Entries provided section start

//! Fake-join heuristic.
//!
//! A join is labelled fake when the account is younger than the account-age
//! threshold, or when the member left the same guild more recently than the
//! rejoin threshold. The label is advisory and never blocks a join.

use chrono::{DateTime, Duration, Utc};
use tracing::debug;

use super::ledger::JoinLedger;
use crate::models::{Member, TrackerOptions};

#[derive(Debug, Clone, Copy, PartialEq, Eq)]
pub struct FakeJoinDetector {
    account_age_threshold: Duration,
    rejoin_threshold: Duration,
}

impl FakeJoinDetector {
    pub fn new(account_age_threshold: Duration, rejoin_threshold: Duration) -> Self {
        Self {
            account_age_threshold,
            rejoin_threshold,
        }
    }

    pub fn from_options(options: &TrackerOptions) -> Self {
        Self::new(options.account_age_threshold(), options.rejoin_threshold())
    }

    /// Account-age signal. Unknown creation time never fires.
    pub fn is_new_account(&self, member: &Member, now: DateTime<Utc>) -> bool {
        member
            .created_at()
            .map(|created_at| now - created_at < self.account_age_threshold)
            .unwrap_or(false)
    }

    /// Rejoin signal, given the member's most recent leave in the guild.
    pub fn is_recent_rejoin(&self, last_left_at: Option<DateTime<Utc>>, now: DateTime<Utc>) -> bool {
        last_left_at
            .map(|left_at| now - left_at < self.rejoin_threshold)
            .unwrap_or(false)
    }

    /// Score a joining member. The ledger is only consulted when the
    /// account-age signal did not fire.
    pub async fn is_fake(&self, member: &Member, ledger: &JoinLedger, now: DateTime<Utc>) -> bool {
        if self.is_new_account(member, now) {
            debug!(guild_id = %member.guild_id, user_id = %member.user_id, "Fake join: new account");
            return true;
        }

        let last_left_at = ledger
            .find_fake_signal(&member.guild_id, &member.user_id)
            .await;
        if self.is_recent_rejoin(last_left_at, now) {
            debug!(guild_id = %member.guild_id, user_id = %member.user_id, "Fake join: recent rejoin");
            return true;
        }

        false
    }
}

impl Default for FakeJoinDetector {
    fn default() -> Self {
        Self::from_options(&TrackerOptions::default())
    }
}

#[cfg(test)]
mod tests {
    use super::*;
    use crate::models::{AttributionResult, NewJoinRecord};
    use crate::services::ledger::InMemoryJoinRecordStore;
    use std::sync::Arc;
    use uuid::Uuid;

    fn member_aged(now: DateTime<Utc>, age: Duration) -> Member {
        Member::new("g", "42").with_account_created_at(now - age)
    }

    fn ledger_with_leave(left_at: Option<DateTime<Utc>>) -> JoinLedger {
        let store = Arc::new(InMemoryJoinRecordStore::new());
        if let Some(left_at) = left_at {
            let joined = AttributionResult::unknown("g", "42", false, left_at - Duration::days(1));
            let mut record = NewJoinRecord::from(&joined).into_record(Uuid::new_v4());
            record.left_at = Some(left_at);
            store.seed(record);
        }
        JoinLedger::new(store, false)
    }

    #[tokio::test]
    async fn test_hour_old_account_is_fake() {
        let now = Utc::now();
        let detector = FakeJoinDetector::default();

        let member = member_aged(now, Duration::hours(1));

        assert!(detector.is_fake(&member, &ledger_with_leave(None), now).await);
        assert!(
            detector
                .is_fake(&member, &ledger_with_leave(Some(now - Duration::days(60))), now)
                .await
        );
    }

    #[tokio::test]
    async fn test_recent_leave_is_fake() {
        let now = Utc::now();
        let detector = FakeJoinDetector::default();
        let member = member_aged(now, Duration::days(30));

        let ledger = ledger_with_leave(Some(now - Duration::days(2)));

        assert!(detector.is_fake(&member, &ledger, now).await);
    }

    #[tokio::test]
    async fn test_old_leave_is_not_fake() {
        let now = Utc::now();
        let detector = FakeJoinDetector::default();
        let member = member_aged(now, Duration::days(30));

        let ledger = ledger_with_leave(Some(now - Duration::days(30)));

        assert!(!detector.is_fake(&member, &ledger, now).await);
    }

    #[tokio::test]
    async fn test_established_first_join_is_not_fake() {
        let now = Utc::now();
        let detector = FakeJoinDetector::default();

        let member = member_aged(now, Duration::days(365));

        assert!(!detector.is_fake(&member, &ledger_with_leave(None), now).await);
    }

    #[test]
    fn test_unknown_creation_time_does_not_fire() {
        let detector = FakeJoinDetector::default();
        assert!(!detector.is_new_account(&Member::new("g", "not-a-snowflake"), Utc::now()));
    }

    #[test]
    fn test_thresholds_are_configurable() {
        let now = Utc::now();
        let detector = FakeJoinDetector::new(Duration::days(30), Duration::hours(1));

        assert!(detector.is_new_account(&member_aged(now, Duration::days(10)), now));
        assert!(!detector.is_recent_rejoin(Some(now - Duration::hours(2)), now));
        assert!(detector.is_recent_rejoin(Some(now - Duration::minutes(30)), now));
    }
}
//! Domain models for the invite tracker.

pub mod attribution;
pub mod event;
pub mod join_record;
pub mod member;
pub mod options;

pub use attribution::AttributionResult;
pub use event::{PlatformEvent, TrackerEvent};
pub use join_record::{JoinRecord, JoinType, NewJoinRecord};
pub use member::{LiveInvite, Member};
pub use options::{TrackerOptions, DEFAULT_MODEL_NAME};
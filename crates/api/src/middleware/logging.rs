//! Logging initialization and configuration.

use tracing_subscriber::{
    fmt::{self, format::FmtSpan},
    layer::SubscriberExt,
    util::SubscriberInitExt,
    EnvFilter,
};

use crate::config::LoggingConfig;

/// Workspace crates that log at the configured level.
const TRACKER_CRATES: [&str; 4] = ["invite_tracker_api", "domain", "persistence", "shared"];

/// Initializes the logging subsystem based on configuration.
///
/// `RUST_LOG` replaces the configured directives entirely when set.
pub fn init_logging(config: &LoggingConfig) {
    let env_filter = EnvFilter::try_from_default_env()
        .unwrap_or_else(|_| EnvFilter::new(default_directives(&config.level)));

    let subscriber = tracing_subscriber::registry().with(env_filter);

    match config.format.as_str() {
        "json" => {
            let json_layer = fmt::layer()
                .json()
                .with_span_events(FmtSpan::CLOSE)
                .with_current_span(true)
                .with_target(true);
            subscriber.with(json_layer).init();
        }
        "compact" => {
            subscriber.with(fmt::layer().compact().with_target(true)).init();
        }
        _ => {
            let pretty_layer = fmt::layer()
                .pretty()
                .with_span_events(FmtSpan::CLOSE)
                .with_target(true);
            subscriber.with(pretty_layer).init();
        }
    }
}

/// Our crates log at `level`; dependencies (sqlx, hyper, reqwest) stay at warn.
fn default_directives(level: &str) -> String {
    let mut directives = String::from("warn");
    for krate in TRACKER_CRATES {
        directives.push_str(&format!(",{}={}", krate, level));
    }
    directives
}

#[cfg(test)]
mod tests {
    use super::*;

    #[test]
    fn test_default_directives_cover_workspace_crates() {
        let directives = default_directives("debug");

        assert!(directives.starts_with("warn,"));
        assert!(directives.contains("domain=debug"));
        assert!(directives.contains("invite_tracker_api=debug"));
    }

    #[test]
    fn test_default_directives_parse() {
        assert!(EnvFilter::try_new(default_directives("info")).is_ok());
    }
}
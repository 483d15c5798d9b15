//! Domain layer for the invite tracker.
//!
//! This crate contains:
//! - Domain models (JoinRecord, AttributionResult, Member, TrackerOptions)
//! - The attribution engine services (invite cache, refresher, resolver,
//!   fake-join heuristic, join/leave ledger, event dispatch)
//! - The collaborator traits implemented by the platform and storage layers

pub mod models;
pub mod services;
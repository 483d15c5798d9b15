//! Persistence layer for the invite tracker.
//!
//! This crate contains:
//! - Database connection management
//! - Entity definitions (database row mappings)
//! - The PostgreSQL join record store

pub mod db;
pub mod entities;
pub mod metrics;
pub mod repositories;
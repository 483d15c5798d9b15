//! Per-guild mutual exclusion.
//!
//! Every handler that reads then writes a guild's cache entry or open join
//! record holds that guild's lock for the whole sequence. Different guilds
//! never contend.

use std::collections::HashMap;
use std::sync::{Arc, Mutex};

use tokio::sync::{Mutex as AsyncMutex, OwnedMutexGuard};

#[derive(Debug, Default)]
pub struct GuildLocks {
    locks: Mutex<HashMap<String, Arc<AsyncMutex<()>>>>,
}

impl GuildLocks {
    pub fn new() -> Self {
        Self::default()
    }

    /// Wait for exclusive access to a guild. Released when the guard drops.
    pub async fn lock(&self, guild_id: &str) -> OwnedMutexGuard<()> {
        let lock = {
            let mut locks = self.locks.lock().unwrap_or_else(|e| e.into_inner());
            locks
                .entry(guild_id.to_string())
                .or_insert_with(|| Arc::new(AsyncMutex::new(())))
                .clone()
        };
        lock.lock_owned().await
    }

    pub fn len(&self) -> usize {
        self.locks.lock().unwrap_or_else(|e| e.into_inner()).len()
    }

    pub fn is_empty(&self) -> bool {
        self.len() == 0
    }
}
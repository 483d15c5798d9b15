//! Join record domain models.
//!
//! A join record is one stay of a member in a guild: created when the join is
//! attributed, closed by setting `left_at` when the member leaves.

use chrono::{DateTime, Utc};
use serde::{Deserialize, Serialize};
use std::fmt;
use std::str::FromStr;
use uuid::Uuid;

use super::attribution::AttributionResult;

/// How a join was attributed.
#[derive(Debug, Clone, Copy, PartialEq, Eq, Hash, Serialize, Deserialize)]
#[serde(rename_all = "lowercase")]
pub enum JoinType {
    /// Joined through a regular invite code.
    Normal,
    /// Joined through the guild's vanity link.
    Vanity,
    /// The invite could not be determined.
    Unknown,
}

impl JoinType {
    pub fn as_str(&self) -> &'static str {
        match self {
            JoinType::Normal => "normal",
            JoinType::Vanity => "vanity",
            JoinType::Unknown => "unknown",
        }
    }
}

impl FromStr for JoinType {
    type Err = String;

    fn from_str(s: &str) -> Result<Self, Self::Err> {
        match s.to_lowercase().as_str() {
            "normal" => Ok(JoinType::Normal),
            "vanity" => Ok(JoinType::Vanity),
            "unknown" => Ok(JoinType::Unknown),
            _ => Err(format!("Invalid join type: {}", s)),
        }
    }
}

impl fmt::Display for JoinType {
    fn fmt(&self, f: &mut fmt::Formatter<'_>) -> fmt::Result {
        write!(f, "{}", self.as_str())
    }
}

/// A persisted join record.
#[derive(Debug, Clone, PartialEq, Eq, Serialize, Deserialize)]
#[serde(rename_all = "snake_case")]
pub struct JoinRecord {
    pub id: Uuid,
    pub guild_id: String,
    pub invitee_id: String,
    pub inviter_id: Option<String>,
    pub invite_code: Option<String>,
    pub join_type: JoinType,
    pub fake: bool,
    pub joined_at: DateTime<Utc>,
    pub left_at: Option<DateTime<Utc>>,
}

impl JoinRecord {
    /// Returns true while the member is believed to be in the guild.
    pub fn is_open(&self) -> bool {
        self.left_at.is_none()
    }
}

/// Input for inserting a join record. `left_at` always starts empty.
#[derive(Debug, Clone, PartialEq, Eq)]
pub struct NewJoinRecord {
    pub guild_id: String,
    pub invitee_id: String,
    pub inviter_id: Option<String>,
    pub invite_code: Option<String>,
    pub join_type: JoinType,
    pub fake: bool,
    pub joined_at: DateTime<Utc>,
}

impl NewJoinRecord {
    /// Materialize into a record with the given id.
    pub fn into_record(self, id: Uuid) -> JoinRecord {
        JoinRecord {
            id,
            guild_id: self.guild_id,
            invitee_id: self.invitee_id,
            inviter_id: self.inviter_id,
            invite_code: self.invite_code,
            join_type: self.join_type,
            fake: self.fake,
            joined_at: self.joined_at,
            left_at: None,
        }
    }
}

impl From<&AttributionResult> for NewJoinRecord {
    fn from(result: &AttributionResult) -> Self {
        Self {
            guild_id: result.guild_id.clone(),
            invitee_id: result.invitee_id.clone(),
            inviter_id: result.inviter_id.clone(),
            invite_code: result.invite_code.clone(),
            join_type: result.join_type,
            fake: result.fake,
            joined_at: result.joined_at,
        }
    }
}
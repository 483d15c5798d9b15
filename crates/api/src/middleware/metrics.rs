//! Prometheus metrics.
//!
//! HTTP request metrics for the ingest surface, tracker counters fed by the
//! observer, and the `/metrics` exporter.

use axum::{
    body::Body,
    extract::MatchedPath,
    http::{header, Method, Request, StatusCode},
    middleware::Next,
    response::{IntoResponse, Response},
};
use metrics::{counter, histogram};
use metrics_exporter_prometheus::{BuildError, PrometheusBuilder, PrometheusHandle};
use std::sync::OnceLock;
use std::time::Instant;

static PROMETHEUS_HANDLE: OnceLock<PrometheusHandle> = OnceLock::new();

/// Middleware to record HTTP request metrics.
///
/// Records the following metrics:
/// - `http_requests_total`: Counter with labels (method, path, status)
/// - `http_request_duration_seconds`: Histogram with labels (method, path)
pub async fn metrics_middleware(req: Request<Body>, next: Next) -> Response {
    let start = Instant::now();
    let method = method_to_str(req.method());
    let path = req
        .extensions()
        .get::<MatchedPath>()
        .map(|p| p.as_str().to_string())
        .unwrap_or_else(|| req.uri().path().to_string());

    let response = next.run(req).await;

    let duration = start.elapsed().as_secs_f64();
    let status = response.status().as_u16().to_string();

    counter!(
        "http_requests_total",
        "method" => method,
        "path" => path.clone(),
        "status" => status
    )
    .increment(1);

    histogram!(
        "http_request_duration_seconds",
        "method" => method,
        "path" => path
    )
    .record(duration);

    response
}

/// Convert HTTP method to string for metric labels.
fn method_to_str(method: &Method) -> &'static str {
    match *method {
        Method::GET => "GET",
        Method::POST => "POST",
        Method::PUT => "PUT",
        Method::DELETE => "DELETE",
        Method::PATCH => "PATCH",
        Method::HEAD => "HEAD",
        Method::OPTIONS => "OPTIONS",
        _ => "OTHER",
    }
}

/// Count a platform event accepted by the ingest endpoint.
pub fn record_event_ingested(kind: &'static str) {
    counter!("tracker_events_ingested_total", "type" => kind).increment(1);
}

/// Count an attributed join.
pub fn record_invite_join(join_type: &'static str, fake: bool) {
    counter!(
        "invite_joins_total",
        "join_type" => join_type,
        "fake" => if fake { "true" } else { "false" }
    )
    .increment(1);
}

/// Count a leave; `closed` is false when no open join record was found.
pub fn record_invite_leave(closed: bool) {
    counter!(
        "invite_leaves_total",
        "closed" => if closed { "true" } else { "false" }
    )
    .increment(1);
}

/// Handler for /metrics endpoint that returns Prometheus text format.
pub async fn metrics_handler() -> impl IntoResponse {
    match PROMETHEUS_HANDLE.get() {
        Some(handle) => (
            StatusCode::OK,
            [(header::CONTENT_TYPE, "text/plain; version=0.0.4")],
            handle.render(),
        ),
        None => (
            StatusCode::INTERNAL_SERVER_ERROR,
            [(header::CONTENT_TYPE, "text/plain")],
            "Metrics not initialized".to_string(),
        ),
    }
}

/// Install the Prometheus recorder as the global metrics recorder.
///
/// Call once at startup before anything is recorded. A second call is a no-op.
pub fn init_metrics() -> Result<(), BuildError> {
    if PROMETHEUS_HANDLE.get().is_some() {
        return Ok(());
    }

    let handle = PrometheusBuilder::new()
        .set_buckets(&[0.001, 0.005, 0.01, 0.05, 0.1, 0.2, 0.5, 1.0, 2.0, 5.0])?
        .install_recorder()?;

    // Lost race: the other caller's handle is kept.
    let _ = PROMETHEUS_HANDLE.set(handle);
    Ok(())
}
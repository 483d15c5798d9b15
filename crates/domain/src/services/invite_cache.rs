//! Per-guild invite use counts.
//!
//! Each guild maps to an immutable [`InviteSnapshot`]. Refreshes install a
//! whole new snapshot, so readers see either the previous mapping or the new
//! one, never a mix. Entries are never evicted; the map grows with the number
//! of guilds and is lost when the process exits.

use std::collections::HashMap;
use std::sync::{Arc, RwLock};

use crate::models::LiveInvite;

/// Use counts observed for one guild at refresh time.
#[derive(Debug, Clone, Default, PartialEq, Eq)]
pub struct InviteSnapshot {
    uses: HashMap<String, u64>,
    /// Vanity link use count. `None` when the guild has no vanity link or the
    /// vanity lookup failed during the refresh.
    vanity_uses: Option<u64>,
}

impl InviteSnapshot {
    pub fn from_invites(invites: &[LiveInvite], vanity_uses: Option<u64>) -> Self {
        Self {
            uses: invites
                .iter()
                .map(|invite| (invite.code.clone(), invite.use_count()))
                .collect(),
            vanity_uses,
        }
    }

    pub fn uses(&self, code: &str) -> Option<u64> {
        self.uses.get(code).copied()
    }

    pub fn vanity_uses(&self) -> Option<u64> {
        self.vanity_uses
    }

    pub fn len(&self) -> usize {
        self.uses.len()
    }

    pub fn is_empty(&self) -> bool {
        self.uses.is_empty()
    }

    /// A copy with the vanity count replaced.
    pub fn with_vanity_uses(&self, vanity_uses: Option<u64>) -> Self {
        Self {
            uses: self.uses.clone(),
            vanity_uses,
        }
    }

    /// Live invites whose use count grew past the cached count, in platform
    /// order. Codes missing from the snapshot count as zero.
    pub fn moved<'a>(&self, live: &'a [LiveInvite]) -> Vec<&'a LiveInvite> {
        live.iter()
            .filter(|invite| invite.use_count() > self.uses(&invite.code).unwrap_or(0))
            .collect()
    }
}

/// Guild id to latest snapshot.
#[derive(Debug, Default)]
pub struct InviteCache {
    guilds: RwLock<HashMap<String, Arc<InviteSnapshot>>>,
}

impl InviteCache {
    pub fn new() -> Self {
        Self::default()
    }

    /// The snapshot installed by the last successful refresh, if any.
    pub fn get(&self, guild_id: &str) -> Option<Arc<InviteSnapshot>> {
        self.guilds
            .read()
            .unwrap_or_else(|e| e.into_inner())
            .get(guild_id)
            .cloned()
    }

    /// Replace the guild's snapshot wholesale.
    pub fn set(&self, guild_id: &str, snapshot: Arc<InviteSnapshot>) {
        self.guilds
            .write()
            .unwrap_or_else(|e| e.into_inner())
            .insert(guild_id.to_string(), snapshot);
    }

    /// Overwrite only the vanity count of an existing snapshot.
    ///
    /// Returns false when the guild has no snapshot yet.
    pub fn set_vanity_uses(&self, guild_id: &str, vanity_uses: u64) -> bool {
        let mut guilds = self.guilds.write().unwrap_or_else(|e| e.into_inner());
        match guilds.get_mut(guild_id) {
            Some(snapshot) => {
                *snapshot = Arc::new(snapshot.with_vanity_uses(Some(vanity_uses)));
                true
            }
            None => false,
        }
    }

    pub fn len(&self) -> usize {
        self.guilds.read().unwrap_or_else(|e| e.into_inner()).len()
    }

    pub fn is_empty(&self) -> bool {
        self.len() == 0
    }
}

Entries provided section end

Search the records for the word "StatusCode" and copy out every line that holds it.

    http::{header, Method, Request, StatusCode},
            StatusCode::OK,
            StatusCode::INTERNAL_SERVER_ERROR,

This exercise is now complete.